Microservices architecture principle #4: Asynchronous communication over synchronous communication

29 May, 2015

This post is part of a six-part series on Microservices Principles. Other parts are: Business Capability,  Autonomy, Small bounded context, Best Technology and One Team.
Microservices are a hot topic. Because of that a lot of people are saying a lot of things. To help organizations make the best of this new architectural style Xebia has defined a set of principles that we feel should be applied when implementing a Microservice Architecture.
This blog explains why we prefer asynchronous communication over synchronous communication
In a previous post in this series we explained that we prefer autonomy of Microservices over coordination between Microservices. That does not imply a Microservices landscape with all Microservices running without being dependent on any other Microservice. There will always be dependencies, but we try to minimise the number of dependencies.  Once you have minimised the number of dependencies, how should these be implemented such that autonomy is maintained as much as possible? Synchronous dependencies between services imply that the calling service is blocked and waiting for a response by the called service before continuing it’s operation. This is tight coupling, does not scale very well, and the calling service may be impacted by errors in the called service. In a high available robust Microservices landscape that is not preferable. Measures can be taken (think of things like circuit breakers) but it requires extra effort.

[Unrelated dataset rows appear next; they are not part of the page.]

//! Explain registry for controls and codes.
//!
//! Maps control IDs and codes to human-readable explanations with rationale and remediation
//! guidance.

use crate::ids;

/// Explanation entry for a control or code.
#[derive(Debug, Clone)]
pub struct Explanation {
    /// Short description of the control/code.
    pub title: &'static str,
    /// What the control checks and why it exists.
    pub description: &'static str,
    /// How to fix violations.
    pub remediation: &'static str,
    /// Before/after manifest examples.
    pub examples: ExamplePair,
}

/// Before and after manifest examples.
#[derive(Debug, Clone)]
pub struct ExamplePair {
    /// Manifest that would produce a violation.
    pub before: &'static str,
    /// Manifest that passes the control.
    pub after: &'static str,
}

/// Look up an explanation by control_id or code.
///
/// Returns `None` if the identifier is not recognized.
pub fn lookup_explanation(identifier: &str) -> Option<Explanation> {
    match identifier {
        // Controls
        ids::CONTROL_EKS_CIS_4_1_6_PODS => Some(explain_pods_automount()),
        ids::CONTROL_EKS_CIS_4_1_6_SERVICE_ACCOUNTS => Some(explain_service_accounts_automount()),
        ids::CONTROL_EKS_CIS_4_2_7 => Some(explain_added_capabilities()),

        // Codes
        ids::CODE_NON_COMPLIANT_VALUE => Some(explain_non_compliant_value()),
        ids::CODE_NO_COMPLIANT_RESOURCE => Some(explain_no_compliant_resource()),
        ids::CODE_QUERY_FAILED => Some(explain_query_failed()),
        ids::CODE_PARSE_FAILED => Some(explain_parse_failed()),

        _ => None,
    }
}

/// List all known control IDs.
pub fn all_control_ids() -> &'static [&'static str] {
    &[
        ids::CONTROL_EKS_CIS_4_1_6_PODS,
        ids::CONTROL_EKS_CIS_4_1_6_SERVICE_ACCOUNTS,
        ids::CONTROL_EKS_CIS_4_2_7,
    ]
}

/// List all known codes.
pub fn all_codes() -> &'static [&'static str] {
    &[
        ids::CODE_NON_COMPLIANT_VALUE,
        ids::CODE_NO_COMPLIANT_RESOURCE,
        ids::CODE_QUERY_FAILED,
        ids::CODE_PARSE_FAILED,
    ]
}

// --- Control-level explanations ---

const AUTOMOUNT_RATIONALE: &str = "\
Service account tokens should not be mounted in pods except where the workload running
in the pod explicitly needs to communicate with the API server.

Mounting service account tokens inside pods can provide an avenue for privilege
escalation attacks where an attacker is able to compromise a single pod in the cluster.
Avoiding mounting these tokens removes this attack avenue.";

const AUTOMOUNT_REMEDIATION: &str = "\
Modify the definition of pods and service accounts which do not need to mount service
account tokens to disable it:

    automountServiceAccountToken: false

Workloads that genuinely need API access can be exempted through the
`allowlist_pods` (regular expressions) or `allowlist_service_accounts` (exact names)
inputs.";

fn explain_pods_automount() -> Explanation {
    Explanation {
        title: "Service Account Tokens Only Mounted Where Necessary (Pods)",
        description: AUTOMOUNT_RATIONALE,
        remediation: AUTOMOUNT_REMEDIATION,
        examples: ExamplePair {
            before: r#"apiVersion: v1
kind: Pod
metadata:
  name: web
spec:
  containers:
    - name: web
      image: nginx"#,
            after: r#"apiVersion: v1
kind: Pod
metadata:
  name: web
spec:
  automountServiceAccountToken: false
  containers:
    - name: web
      image: nginx"#,
        },
    }
}

fn explain_service_accounts_automount() -> Explanation {
    Explanation {
        title: "Service Account Tokens Only Mounted Where Necessary (Service Accounts)",
        description: AUTOMOUNT_RATIONALE,
        remediation: AUTOMOUNT_REMEDIATION,
        examples: ExamplePair {
            before: r#"apiVersion: v1
kind: ServiceAccount
metadata:
  name: build-bot"#,
            after: r#"apiVersion: v1
kind: ServiceAccount
metadata:
  name: build-bot
automountServiceAccountToken: false"#,
        },
    }
}

fn explain_added_capabilities() -> Explanation {
    Explanation {
        title: "Minimize the Admission of Containers with Added Capabilities",
        description: "\
Do not generally permit containers with capabilities assigned beyond the default set.

Containers run with a default set of capabilities as assigned by the container runtime.
Capabilities outside this set can be added to containers which could expose them to
risks of container breakout attacks.

There should be at least one policy defined which prevents containers with capabilities
beyond the default set from launching. The control passes when at least one pod
security policy leaves `allowedCapabilities` unset or empty.",
        remediation: "\
Ensure that allowedCapabilities is not present in policies for the cluster unless it is
set to an empty array.

If you need to run containers with additional capabilities, define them in a separate
policy and check carefully that only limited service accounts and users are given
permission to use that policy.",
        examples: ExamplePair {
            before: r#"apiVersion: policy/v1beta1
kind: PodSecurityPolicy
metadata:
  name: permissive
spec:
  allowedCapabilities:
    - NET_ADMIN"#,
            after: r#"apiVersion: policy/v1beta1
kind: PodSecurityPolicy
metadata:
  name: restricted
spec:
  allowedCapabilities: []"#,
        },
    }
}

// --- Code-level explanations ---

fn explain_non_compliant_value() -> Explanation {
    Explanation {
        title: "Non-compliant Attribute Value",
        description: "\
A resource returned by the control's query has an attribute value that does not satisfy
the control's condition, and the resource is not covered by the control's allowlist.",
        remediation: "\
Change the resource so the attribute satisfies the condition, or, if the resource
legitimately needs the setting, add it to the allowlist input referenced by the control.",
        examples: ExamplePair {
            before: "pod-b  true",
            after: "pod-b  false",
        },
    }
}

fn explain_no_compliant_resource() -> Explanation {
    Explanation {
        title: "No Compliant Resource",
        description: "\
An existential control requires at least one resource that satisfies its condition, and
none was found. This includes the case where no resources of the queried kind exist.",
        remediation: "\
Create (or fix) at least one resource that satisfies the condition, for example a
restrictive policy with an empty capability list.",
        examples: ExamplePair {
            before: r#"spec:
  allowedCapabilities: ["NET_ADMIN"]"#,
            after: r#"spec:
  allowedCapabilities: []"#,
        },
    }
}

fn explain_query_failed() -> Explanation {
    Explanation {
        title: "Query Execution Failed",
        description: "\
The cluster query exited with a non-zero status, timed out, could not reach the API
server, or could not be started. The control is reported as an error and counts as a
failure; queries are never retried.",
        remediation: "\
Check cluster connectivity and credentials (`kubectl cluster-info`), the selected
context/kubeconfig, and whether the resource kind is served by the cluster. Raise
`timeout_secs` for slow API servers.",
        examples: ExamplePair {
            before: "error: the server doesn't have a resource type \"psp\"",
            after: "kubectl get psp -o json  # exits 0",
        },
    }
}

fn explain_parse_failed() -> Explanation {
    Explanation {
        title: "Query Output Could Not Be Parsed",
        description: "\
The query was expected to return a structured (JSON) document but the output could not
be parsed, or did not contain an object or an `items` list.",
        remediation: "\
Run the query by hand and confirm that it prints valid JSON. Plugins or wrappers that
print banners on stdout break structured parsing.",
        examples: ExamplePair {
            before: "Warning: policy/v1beta1 is deprecated\n{\"items\": []}",
            after: "{\"items\": []}",
        },
    }
}

#[cfg(test)]
mod tests {
    use super::*;

    #[test]
    fn lookup_by_control_id() {
        assert!(lookup_explanation(ids::CONTROL_EKS_CIS_4_1_6_PODS).is_some());
        assert!(lookup_explanation(ids::CONTROL_EKS_CIS_4_1_6_SERVICE_ACCOUNTS).is_some());
        assert!(lookup_explanation(ids::CONTROL_EKS_CIS_4_2_7).is_some());
    }

    #[test]
    fn lookup_by_code() {
        assert!(lookup_explanation(ids::CODE_NON_COMPLIANT_VALUE).is_some());
        assert!(lookup_explanation(ids::CODE_NO_COMPLIANT_RESOURCE).is_some());
        assert!(lookup_explanation(ids::CODE_QUERY_FAILED).is_some());
        assert!(lookup_explanation(ids::CODE_PARSE_FAILED).is_some());
    }

    #[test]
    fn lookup_unknown_returns_none() {
        assert!(lookup_explanation("eks-cis-9.9.9").is_none());
        assert!(lookup_explanation("unknown_code").is_none());
    }

    #[test]
    fn registry_lists_are_consistent() {
        for id in all_control_ids().iter().chain(all_codes()) {
            let exp = lookup_explanation(id).expect("listed identifier must resolve");
            assert!(!exp.title.is_empty());
            assert!(!exp.remediation.is_empty());
        }
    }
}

The preferred alternative is to use asynchronous communication. In this pattern the calling service simply publishes it’s request (or data) and continues with other work (unrelated to  this request). The service has a separate thread listening for incoming responses (or data) and processes these when they come in. It is not blocking and waiting for a response after it sent a request, this improves scalability. Problems in another service will not break this service. If other services are temporarily broken the calling service might not be able to complete a process completely, but the calling service is not broken itself. Thus using the asynchronous pattern the services are more decoupled compared to the synchronous pattern and which preserves the autonomy of the service .
[edited: 3 aug 2015 – added preamble and removed line “Over the next couple of days we will cover each of these principles in more detail in a series of blog posts.“]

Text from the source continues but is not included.